::: GIVEN DATA :::
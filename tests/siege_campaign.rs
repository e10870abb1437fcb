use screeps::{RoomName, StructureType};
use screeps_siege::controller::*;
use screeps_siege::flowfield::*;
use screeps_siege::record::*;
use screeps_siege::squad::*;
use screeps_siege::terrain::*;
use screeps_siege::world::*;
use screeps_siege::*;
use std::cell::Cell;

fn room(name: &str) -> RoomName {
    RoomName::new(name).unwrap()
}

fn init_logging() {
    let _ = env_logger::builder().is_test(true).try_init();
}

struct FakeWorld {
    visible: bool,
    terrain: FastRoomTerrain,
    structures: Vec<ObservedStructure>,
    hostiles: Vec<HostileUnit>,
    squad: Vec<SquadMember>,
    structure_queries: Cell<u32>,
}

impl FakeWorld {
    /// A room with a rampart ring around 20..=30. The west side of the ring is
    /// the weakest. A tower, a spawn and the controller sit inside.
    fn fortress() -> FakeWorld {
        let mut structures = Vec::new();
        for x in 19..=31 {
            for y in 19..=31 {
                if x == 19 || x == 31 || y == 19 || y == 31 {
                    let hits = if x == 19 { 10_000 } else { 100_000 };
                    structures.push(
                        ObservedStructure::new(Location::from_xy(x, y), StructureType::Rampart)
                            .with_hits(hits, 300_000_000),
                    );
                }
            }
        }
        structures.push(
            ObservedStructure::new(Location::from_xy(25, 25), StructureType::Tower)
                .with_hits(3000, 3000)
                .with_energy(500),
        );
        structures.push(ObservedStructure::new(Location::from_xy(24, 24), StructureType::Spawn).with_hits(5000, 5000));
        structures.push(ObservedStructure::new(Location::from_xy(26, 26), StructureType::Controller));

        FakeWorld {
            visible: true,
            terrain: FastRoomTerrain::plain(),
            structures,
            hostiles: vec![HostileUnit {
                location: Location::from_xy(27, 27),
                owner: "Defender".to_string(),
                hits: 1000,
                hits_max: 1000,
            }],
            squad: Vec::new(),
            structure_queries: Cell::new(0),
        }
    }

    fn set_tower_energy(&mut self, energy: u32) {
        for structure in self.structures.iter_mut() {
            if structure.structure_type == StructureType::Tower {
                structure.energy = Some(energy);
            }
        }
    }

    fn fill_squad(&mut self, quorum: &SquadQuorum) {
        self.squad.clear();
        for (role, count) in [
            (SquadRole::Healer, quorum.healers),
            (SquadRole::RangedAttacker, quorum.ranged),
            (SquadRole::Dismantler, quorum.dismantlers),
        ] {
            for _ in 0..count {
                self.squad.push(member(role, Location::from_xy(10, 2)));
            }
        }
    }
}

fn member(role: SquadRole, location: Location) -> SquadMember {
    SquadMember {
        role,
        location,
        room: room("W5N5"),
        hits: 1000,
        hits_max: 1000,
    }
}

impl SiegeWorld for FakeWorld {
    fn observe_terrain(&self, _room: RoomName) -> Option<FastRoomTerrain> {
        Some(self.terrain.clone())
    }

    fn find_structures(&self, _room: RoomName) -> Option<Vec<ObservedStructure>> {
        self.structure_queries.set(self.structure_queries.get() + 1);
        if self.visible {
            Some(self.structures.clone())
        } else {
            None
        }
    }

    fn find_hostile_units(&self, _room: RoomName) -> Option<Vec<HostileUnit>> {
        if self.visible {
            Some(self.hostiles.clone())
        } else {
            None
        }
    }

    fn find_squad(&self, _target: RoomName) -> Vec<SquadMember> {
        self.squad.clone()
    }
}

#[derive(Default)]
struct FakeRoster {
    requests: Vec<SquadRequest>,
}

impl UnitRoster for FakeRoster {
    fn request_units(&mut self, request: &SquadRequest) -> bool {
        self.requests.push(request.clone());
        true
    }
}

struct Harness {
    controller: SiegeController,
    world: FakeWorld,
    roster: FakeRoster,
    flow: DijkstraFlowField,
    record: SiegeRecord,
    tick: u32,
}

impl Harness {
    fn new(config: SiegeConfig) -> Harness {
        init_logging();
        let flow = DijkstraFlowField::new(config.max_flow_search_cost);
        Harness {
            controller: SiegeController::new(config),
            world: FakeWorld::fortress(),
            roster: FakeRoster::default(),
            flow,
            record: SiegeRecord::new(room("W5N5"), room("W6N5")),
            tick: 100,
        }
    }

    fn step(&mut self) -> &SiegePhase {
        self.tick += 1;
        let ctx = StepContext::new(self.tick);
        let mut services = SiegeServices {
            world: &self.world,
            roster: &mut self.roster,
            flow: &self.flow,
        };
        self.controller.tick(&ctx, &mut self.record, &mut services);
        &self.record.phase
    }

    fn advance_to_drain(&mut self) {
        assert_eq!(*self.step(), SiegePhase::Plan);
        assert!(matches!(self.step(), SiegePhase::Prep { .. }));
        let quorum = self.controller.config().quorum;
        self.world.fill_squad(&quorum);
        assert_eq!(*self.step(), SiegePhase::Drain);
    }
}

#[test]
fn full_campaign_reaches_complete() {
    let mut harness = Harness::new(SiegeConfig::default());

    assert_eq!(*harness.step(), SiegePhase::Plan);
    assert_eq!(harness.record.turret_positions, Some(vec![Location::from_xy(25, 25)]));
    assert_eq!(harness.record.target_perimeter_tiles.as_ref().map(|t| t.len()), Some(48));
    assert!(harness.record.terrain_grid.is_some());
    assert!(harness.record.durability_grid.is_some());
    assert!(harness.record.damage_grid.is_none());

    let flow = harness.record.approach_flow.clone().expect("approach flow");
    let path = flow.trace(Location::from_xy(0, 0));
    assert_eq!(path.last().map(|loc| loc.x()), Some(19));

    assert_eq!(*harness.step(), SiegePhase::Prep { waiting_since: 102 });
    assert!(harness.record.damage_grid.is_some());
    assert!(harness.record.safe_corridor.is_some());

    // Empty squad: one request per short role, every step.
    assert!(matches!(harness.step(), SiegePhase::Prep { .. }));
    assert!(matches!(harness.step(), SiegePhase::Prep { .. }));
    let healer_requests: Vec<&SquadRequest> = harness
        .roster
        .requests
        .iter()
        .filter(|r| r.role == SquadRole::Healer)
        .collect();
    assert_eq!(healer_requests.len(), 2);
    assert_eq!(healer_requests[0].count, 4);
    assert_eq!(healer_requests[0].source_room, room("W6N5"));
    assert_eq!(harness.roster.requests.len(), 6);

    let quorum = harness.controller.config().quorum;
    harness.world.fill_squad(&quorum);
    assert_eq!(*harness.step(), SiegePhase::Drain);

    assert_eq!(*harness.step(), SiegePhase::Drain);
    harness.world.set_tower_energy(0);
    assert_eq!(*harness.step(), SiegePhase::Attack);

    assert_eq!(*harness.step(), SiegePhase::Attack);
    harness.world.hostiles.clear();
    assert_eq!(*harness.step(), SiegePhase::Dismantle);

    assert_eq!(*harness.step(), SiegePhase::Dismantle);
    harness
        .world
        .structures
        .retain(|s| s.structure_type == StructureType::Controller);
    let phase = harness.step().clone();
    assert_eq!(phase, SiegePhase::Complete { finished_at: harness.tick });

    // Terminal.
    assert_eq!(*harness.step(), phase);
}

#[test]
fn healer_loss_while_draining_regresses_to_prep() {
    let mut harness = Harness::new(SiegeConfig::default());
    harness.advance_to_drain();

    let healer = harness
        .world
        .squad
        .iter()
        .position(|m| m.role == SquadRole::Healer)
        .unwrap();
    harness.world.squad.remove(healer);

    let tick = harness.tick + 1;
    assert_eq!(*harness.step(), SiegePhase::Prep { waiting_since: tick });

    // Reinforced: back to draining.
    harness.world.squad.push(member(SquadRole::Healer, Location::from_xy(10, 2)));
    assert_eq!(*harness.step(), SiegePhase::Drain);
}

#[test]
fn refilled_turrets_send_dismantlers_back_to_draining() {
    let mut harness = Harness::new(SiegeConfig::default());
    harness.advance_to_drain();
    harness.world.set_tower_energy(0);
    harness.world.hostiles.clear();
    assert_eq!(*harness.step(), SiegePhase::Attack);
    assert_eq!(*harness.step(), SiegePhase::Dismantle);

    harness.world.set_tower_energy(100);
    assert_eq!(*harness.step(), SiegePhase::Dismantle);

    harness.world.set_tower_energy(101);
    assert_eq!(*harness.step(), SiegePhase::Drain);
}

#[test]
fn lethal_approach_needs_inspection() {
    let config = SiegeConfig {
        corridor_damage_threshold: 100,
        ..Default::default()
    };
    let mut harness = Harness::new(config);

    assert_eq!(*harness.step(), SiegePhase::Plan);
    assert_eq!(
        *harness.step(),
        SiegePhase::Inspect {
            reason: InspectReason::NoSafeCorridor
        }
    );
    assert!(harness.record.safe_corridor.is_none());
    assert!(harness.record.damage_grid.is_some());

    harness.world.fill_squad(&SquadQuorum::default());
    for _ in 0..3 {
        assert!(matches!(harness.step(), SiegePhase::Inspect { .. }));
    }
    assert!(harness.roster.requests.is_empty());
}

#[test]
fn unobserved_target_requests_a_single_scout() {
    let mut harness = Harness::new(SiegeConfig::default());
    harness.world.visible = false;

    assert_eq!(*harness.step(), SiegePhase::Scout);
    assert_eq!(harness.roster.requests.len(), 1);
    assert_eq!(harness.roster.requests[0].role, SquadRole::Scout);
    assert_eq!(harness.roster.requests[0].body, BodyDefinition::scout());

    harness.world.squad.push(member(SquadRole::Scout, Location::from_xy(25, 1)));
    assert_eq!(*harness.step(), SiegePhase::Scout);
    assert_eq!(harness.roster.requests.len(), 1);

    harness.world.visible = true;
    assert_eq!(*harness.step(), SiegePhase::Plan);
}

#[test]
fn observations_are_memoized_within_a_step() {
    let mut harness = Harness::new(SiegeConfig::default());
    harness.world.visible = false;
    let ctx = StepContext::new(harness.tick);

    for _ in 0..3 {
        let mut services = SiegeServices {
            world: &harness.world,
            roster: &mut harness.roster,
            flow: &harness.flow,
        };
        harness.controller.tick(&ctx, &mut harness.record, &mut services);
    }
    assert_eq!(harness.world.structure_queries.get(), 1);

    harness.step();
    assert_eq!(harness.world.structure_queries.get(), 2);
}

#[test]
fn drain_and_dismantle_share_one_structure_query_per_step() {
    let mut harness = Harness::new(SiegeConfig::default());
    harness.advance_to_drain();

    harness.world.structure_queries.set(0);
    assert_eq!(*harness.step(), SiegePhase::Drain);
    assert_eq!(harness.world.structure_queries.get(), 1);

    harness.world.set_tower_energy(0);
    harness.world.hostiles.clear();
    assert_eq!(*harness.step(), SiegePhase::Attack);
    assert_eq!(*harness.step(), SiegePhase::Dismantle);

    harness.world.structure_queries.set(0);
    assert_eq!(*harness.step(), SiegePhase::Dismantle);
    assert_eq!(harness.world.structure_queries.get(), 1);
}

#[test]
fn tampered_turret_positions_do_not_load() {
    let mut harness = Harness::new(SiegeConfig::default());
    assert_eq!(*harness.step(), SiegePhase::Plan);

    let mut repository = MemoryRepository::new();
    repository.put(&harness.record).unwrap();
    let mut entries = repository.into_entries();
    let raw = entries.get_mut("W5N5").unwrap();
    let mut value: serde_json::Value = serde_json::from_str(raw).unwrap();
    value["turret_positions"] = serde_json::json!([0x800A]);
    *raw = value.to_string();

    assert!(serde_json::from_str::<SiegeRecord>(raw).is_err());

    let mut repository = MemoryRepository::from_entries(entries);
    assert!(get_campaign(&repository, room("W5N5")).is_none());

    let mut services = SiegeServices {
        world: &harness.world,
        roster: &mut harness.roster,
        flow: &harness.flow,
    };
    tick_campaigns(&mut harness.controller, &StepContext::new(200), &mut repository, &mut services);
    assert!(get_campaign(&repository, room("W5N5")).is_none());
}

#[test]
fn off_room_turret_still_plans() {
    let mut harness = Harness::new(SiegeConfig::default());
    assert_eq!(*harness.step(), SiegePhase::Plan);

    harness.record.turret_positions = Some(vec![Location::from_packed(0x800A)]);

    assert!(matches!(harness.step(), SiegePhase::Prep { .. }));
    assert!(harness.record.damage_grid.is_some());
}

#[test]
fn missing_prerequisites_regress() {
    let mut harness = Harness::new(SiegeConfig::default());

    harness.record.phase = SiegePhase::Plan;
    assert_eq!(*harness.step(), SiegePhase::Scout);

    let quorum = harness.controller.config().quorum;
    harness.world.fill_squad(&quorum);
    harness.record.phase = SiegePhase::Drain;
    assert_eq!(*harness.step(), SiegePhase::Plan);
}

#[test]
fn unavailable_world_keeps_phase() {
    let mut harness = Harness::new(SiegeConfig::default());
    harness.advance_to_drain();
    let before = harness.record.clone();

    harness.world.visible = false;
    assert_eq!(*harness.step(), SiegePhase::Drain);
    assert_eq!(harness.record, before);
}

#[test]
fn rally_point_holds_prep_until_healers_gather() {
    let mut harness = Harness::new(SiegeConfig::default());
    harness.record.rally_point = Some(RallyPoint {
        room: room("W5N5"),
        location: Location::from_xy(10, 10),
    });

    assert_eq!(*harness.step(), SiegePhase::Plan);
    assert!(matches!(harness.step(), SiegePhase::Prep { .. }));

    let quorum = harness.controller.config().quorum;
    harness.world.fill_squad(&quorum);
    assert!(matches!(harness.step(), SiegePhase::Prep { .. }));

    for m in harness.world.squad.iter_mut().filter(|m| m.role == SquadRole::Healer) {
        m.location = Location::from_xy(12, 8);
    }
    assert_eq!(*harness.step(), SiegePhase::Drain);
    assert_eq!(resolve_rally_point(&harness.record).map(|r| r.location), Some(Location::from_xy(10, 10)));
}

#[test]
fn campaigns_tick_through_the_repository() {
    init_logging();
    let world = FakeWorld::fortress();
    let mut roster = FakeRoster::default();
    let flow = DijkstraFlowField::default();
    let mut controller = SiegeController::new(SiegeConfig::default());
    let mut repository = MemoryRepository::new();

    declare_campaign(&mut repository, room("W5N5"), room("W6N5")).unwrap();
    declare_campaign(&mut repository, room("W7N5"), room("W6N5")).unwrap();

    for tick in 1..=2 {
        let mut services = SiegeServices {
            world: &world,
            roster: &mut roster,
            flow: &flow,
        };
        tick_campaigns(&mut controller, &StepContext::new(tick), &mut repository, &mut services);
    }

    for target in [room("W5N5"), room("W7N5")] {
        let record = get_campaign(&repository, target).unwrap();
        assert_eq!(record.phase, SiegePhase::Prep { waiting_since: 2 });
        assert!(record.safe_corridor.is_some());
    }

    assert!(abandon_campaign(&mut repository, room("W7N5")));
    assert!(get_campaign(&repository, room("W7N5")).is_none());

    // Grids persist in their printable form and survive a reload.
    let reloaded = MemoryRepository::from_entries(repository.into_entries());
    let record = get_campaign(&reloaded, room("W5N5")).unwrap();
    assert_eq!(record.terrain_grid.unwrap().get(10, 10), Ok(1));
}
:::
→ **ACTIVITY**:
Report, as a bare number, how many lines above contain the string "before".

→ **EXERCISE SOLUTION**:
2